Numa Records, which had been launched during a flurry of idealistic excitement, folded after the release of Numan's 1986 studio album Strange Charm. Numan would reopen the record label in 1992, yet it was again shuttered in 1996.[74] In addition to Numa Records' commercial failure, Numan's own amassed fortune (since the late 1970s), which he estimated to be around £4.5 million, was drained. He then signed a recording contract with I.R.S. Records for the release of his final studio album of the 1980s, Metal Rhythm (1988), which also sold relatively poorly. For its American release, the record label edited the album's title to New Anger after the lead single's title, and also changed the album colour from black to blue and remixed several of its tracks, against Numan's wishes.[75] In 1989, the Sharpe & Numan album Automatic was released through Polydor Records, though this too failed to garner much commercial success, briefly entering the charts for just one week at No. 59.[68]

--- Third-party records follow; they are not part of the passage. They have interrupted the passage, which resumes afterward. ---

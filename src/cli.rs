// src/cli.rs
use std::{env, path::{Path, PathBuf}};

use color_eyre::eyre::{bail, eyre, Result, WrapErr};

use crate::config::{Delim, Domain, IdentifierOptions, NormalizeOptions};
use crate::runner::{self, RunSummary};
use crate::{log, specs, store};

const HELP: &str = "\
normalize - rewrite scraped infobox columns into canonical values

USAGE:
    normalize -i <in.csv> [-o <out.csv>] [options]

OPTIONS:
    -i, --in <path>            input table (CSV, or TSV by .tsv extension)
    -o, --out <path>           output table [default: <in>.normalized.<ext>]
        --format <csv|tsv>     override the delimiter for input and output
        --dates <a,b,..>       date columns (replaces the default list)
        --lengths <a,b,..>     length columns
        --weights <a,b,..>     weight columns
        --speeds <a,b,..>      speed columns
        --date-after <Col=re>  only read dates following `re` in Col (repeatable)
        --no-ident             skip hull identifier extraction
        --ident-col <name>     identifier source column [default: Identification]
        --fallback-col <name>  identifier fallback column [default: vessel_url]
        --type-col <name>      output column for the hull type [default: type]
        --number-col <name>    output column for the hull number [default: number]
        --keep-artifacts       do not strip `.mw-parser-output` fragments
        --check-catalogs       validate the built-in catalogs and exit
        --log-file <path>      append logs to a file instead of stderr
    -v, --verbose              debug logging
    -h, --help                 print this help
";

#[derive(Debug)]
pub struct Args {
    pub input: PathBuf,
    pub output: Option<PathBuf>,
    pub opts: NormalizeOptions,
    pub log_file: Option<PathBuf>,
    pub verbose: bool,
}

pub enum Command {
    Normalize(Box<Args>),
    CheckCatalogs,
    Help,
}

pub fn run() -> Result<()> {
    let args = match parse_args(env::args().skip(1))? {
        Command::Help => {
            eprintln!("{HELP}");
            return Ok(());
        }
        Command::CheckCatalogs => {
            println!("{} rules across all catalogs", specs::validate_all());
            return Ok(());
        }
        Command::Normalize(args) => args,
    };

    log::init(args.verbose, args.log_file.as_deref()).wrap_err("could not open log file")?;

    let mut ds = store::load_dataset(&args.input, args.opts.format)
        .wrap_err_with(|| format!("reading {}", args.input.display()))?;
    let summary = runner::normalize(&mut ds, &args.opts, None)?;

    let out = args.output.clone().unwrap_or_else(|| default_out_path(&args.input, args.opts.format));
    store::save_dataset(&out, &ds, args.opts.format)
        .wrap_err_with(|| format!("writing {}", out.display()))?;

    print_summary(&summary, &out);
    Ok(())
}

pub fn parse_args<I: IntoIterator<Item = String>>(argv: I) -> Result<Command> {
    let mut args = argv.into_iter();
    let mut input: Option<PathBuf> = None;
    let mut output: Option<PathBuf> = None;
    let mut format: Option<Delim> = None;
    let mut opts = NormalizeOptions::default();
    let mut ident = IdentifierOptions::default();
    let mut no_ident = false;
    let mut log_file = None;
    let mut verbose = false;

    while let Some(a) = args.next() {
        let mut value = |flag: &str| args.next().ok_or_else(|| eyre!("Missing value for {flag}"));
        match a.as_str() {
            "-i" | "--in" => input = Some(PathBuf::from(value(&a)?)),
            "-o" | "--out" => output = Some(PathBuf::from(value(&a)?)),
            "--format" => {
                let v = value(&a)?;
                format = Some(match v.to_ascii_lowercase().as_str() {
                    "csv" => Delim::Csv,
                    "tsv" => Delim::Tsv,
                    other => bail!("Unknown format: {other}"),
                });
            }
            "--dates" => *opts.columns_mut(Domain::Date) = parse_list(&value(&a)?),
            "--lengths" => *opts.columns_mut(Domain::Length) = parse_list(&value(&a)?),
            "--weights" => *opts.columns_mut(Domain::Weight) = parse_list(&value(&a)?),
            "--speeds" => *opts.columns_mut(Domain::Speed) = parse_list(&value(&a)?),
            "--date-after" => {
                let v = value(&a)?;
                let (col, prefix) = v
                    .split_once('=')
                    .filter(|(c, p)| !c.trim().is_empty() && !p.is_empty())
                    .ok_or_else(|| eyre!("Expected Col=prefix for --date-after, got `{v}`"))?;
                opts.date_prefixes.push((s!(col.trim()), s!(prefix)));
            }
            "--no-ident" => no_ident = true,
            "--ident-col" => ident.field_col = value(&a)?,
            "--fallback-col" => ident.fallback_col = value(&a)?,
            "--type-col" => ident.type_col = value(&a)?,
            "--number-col" => ident.number_col = value(&a)?,
            "--keep-artifacts" => opts.strip_artifacts = false,
            "--check-catalogs" => return Ok(Command::CheckCatalogs),
            "--log-file" => log_file = Some(PathBuf::from(value(&a)?)),
            "-v" | "--verbose" => verbose = true,
            "-h" | "--help" => return Ok(Command::Help),
            _ => bail!("Unknown arg: {a}"),
        }
    }

    let input = input.ok_or_else(|| eyre!("Missing input path (-i)"))?;
    opts.format = format.unwrap_or_else(|| Delim::from_path(&input));
    opts.identifiers = (!no_ident).then_some(ident);

    Ok(Command::Normalize(Box::new(Args { input, output, opts, log_file, verbose })))
}

fn parse_list(s: &str) -> Vec<String> {
    s.split(',').map(str::trim).filter(|p| !p.is_empty()).map(str::to_string).collect()
}

/// `ships.csv` → `ships.normalized.csv`, next to the input.
fn default_out_path(input: &Path, format: Delim) -> PathBuf {
    let stem = input.file_stem().and_then(|s| s.to_str()).unwrap_or("out");
    input.with_file_name(format!("{stem}.normalized.{}", format.ext()))
}

fn print_summary(summary: &RunSummary, out: &Path) {
    for r in &summary.columns {
        let applicable = r.rows - r.not_applicable;
        println!("{:<24} {:<7} {:>6}/{:<6}", r.column, r.domain.label(), r.resolved, applicable);
    }
    if let Some(n) = summary.identified {
        println!("{:<24} {:<7} {:>6}", "identifiers", "hull", n);
    }
    if !summary.missing.is_empty() {
        println!("not found: {}", summary.missing.join(", "));
    }
    println!("wrote {}", out.display());
}
// src/specs/hull.rs
//! Hull classification + serial number, e.g. `DD-714` → (`DD`, `714`).
//!
//! Two sources, tried in order with the same fill-only-if-empty rule:
//! the infobox "Identification" row, then a fallback string (the article
//! URL or name, whose trailing parenthetical usually carries the symbol).

use std::sync::LazyLock;

use regex::Captures;
use tracing::debug;

use crate::engine::{self, Catalog, MatchCase, Reconstruct};
use crate::error::Result;

#[derive(Clone, Debug, Default, PartialEq, Eq, Hash)]
pub struct Identifier {
    /// Classification code (`DD`, `CV`, `PYc`, `AM(X)`); may be empty.
    pub kind: String,
    pub number: String,
}

impl Identifier {
    pub fn new(kind: impl Into<String>, number: impl Into<String>) -> Self {
        Self { kind: kind.into(), number: number.into() }
    }
}

/// Copies `ht` (type) and `hn` (number) verbatim.
#[derive(Clone, Copy, Debug, PartialEq, Eq)]
pub struct HullPolicy;

impl Reconstruct for HullPolicy {
    type Output = Identifier;

    fn required_groups(&self) -> Vec<&'static str> {
        vec!["ht", "hn"]
    }

    fn apply(&self, caps: &Captures<'_>) -> Option<Identifier> {
        let kind = caps.name("ht").map_or("", |m| m.as_str());
        let number = caps.name("hn")?.as_str();
        Some(Identifier::new(kind, number))
    }
}

static FIELD: LazyLock<Catalog<HullPolicy>> = LazyLock::new(|| {
    Catalog::build(
        "hull_field",
        MatchCase::Sensitive,
        rules![
            "labelled" => r"Hull (?:symbol|name|number):(?: )*(?P<ht>[a-zA-Z]+)-?(?P<hn>\d+)(?: |$)", HullPolicy;
            "bare"     => r"(?P<ht>[a-zA-Z]+)-?(?P<hn>\d+)", HullPolicy;
        ],
    )
    .unwrap_or_else(|e| panic!("{e}"))
});

// Every fallback pattern is anchored at the end so an earlier
// parenthetical in the text cannot match.
static FALLBACK: LazyLock<Catalog<HullPolicy>> = LazyLock::new(|| {
    Catalog::build(
        "hull_fallback",
        MatchCase::Sensitive,
        rules![
            "(TYPE-N)"      => r"\((?P<ht>[a-zA-Z]+)-?(?P<hn>\d+)\)$", HullPolicy;
            "(YYYY)"        => r"\((?P<ht>)(?P<hn>\d{4})\)$", HullPolicy;
            "(TYPE(S)-N)"   => r"\((?P<ht>[a-zA-Z]+\(\w+\))-?(?P<hn>\d+)\)$", HullPolicy;
            "TYPE-N"        => r"(?P<ht>[a-zA-Z]+)-?(?P<hn>\d+)$", HullPolicy;
            "(TYPE-N-x)"    => r"\((?P<ht>[a-zA-Z]+)-?(?P<hn>\d+)-?\w+\)$", HullPolicy;
        ],
    )
    .unwrap_or_else(|e| panic!("{e}"))
});

pub fn field_catalog() -> &'static Catalog<HullPolicy> {
    &FIELD
}

pub fn fallback_catalog() -> &'static Catalog<HullPolicy> {
    &FALLBACK
}

/// Identification field first; the fallback only fills what is still empty.
pub fn extract<S, T>(field: &[Option<S>], fallback: &[Option<T>]) -> Result<Vec<Option<Identifier>>>
where
    S: AsRef<str>,
    T: AsRef<str>,
{
    let mut out = engine::cascade(field, field_catalog());
    let from_field = out.iter().filter(|v| v.is_some()).count();
    let stats = engine::cascade_into(fallback, fallback_catalog(), &mut out)?;
    debug!(
        from_field,
        from_fallback = stats.newly_resolved(),
        unresolved = stats.unresolved,
        "hull identifiers"
    );
    Ok(out)
}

In 1991, Numan ventured into film-scoring by co-composing the music for The Unborn with Michael R. Smith[76] (the score was later released as the 1995 album Human).[77] After Outland (1991), another critical and commercial disappointment and his second and last studio album with I.R.S., Numan reactivated Numa Records, under which he would release his next two studio albums. His first Numa Records release, Machine + Soul, is considered by many, including Numan himself, to be a career low point, released primarily to pay off debt. After the poor reception of the album, Numan considered leaving the music industry entirely.[78] In 1993, he released a single "Cars ('93 Sprint)", a techno remix of "Cars". That same year, he supported Orchestral Manoeuvres in the Dark (who had opened for him in 1979) on their concert tour.[79]
By 1994, Numan decided to stop attempting to crack the pop market and concentrate instead on exploring more personal themes, including his vocal atheism.[80] His future wife Gemma encouraged him to strip away the influences of the more recent years. Numan thus sought a grittier, more industrial tone for his songwriting on the album Sacrifice, on which, for the first time, he played almost all the instruments himself. Nine Inch Nails (NIN), who were influenced by Numan's music, and other bands with industrial tendencies were contemporaneously becoming famous, and Sacrifice received critical acclaim.[81] According to Numan, the influence was mutual.[81] He cites "Closer" as his favourite Nine Inch Nails song,[82] and has said "Head Like a Hole" has "the best chorus ever".[83] Depeche Mode's album Songs of Faith and Devotion that came out during the recording of Sacrifice became a massive influence on Numan that both musically and lyrically inspired his new, darker direction.[84]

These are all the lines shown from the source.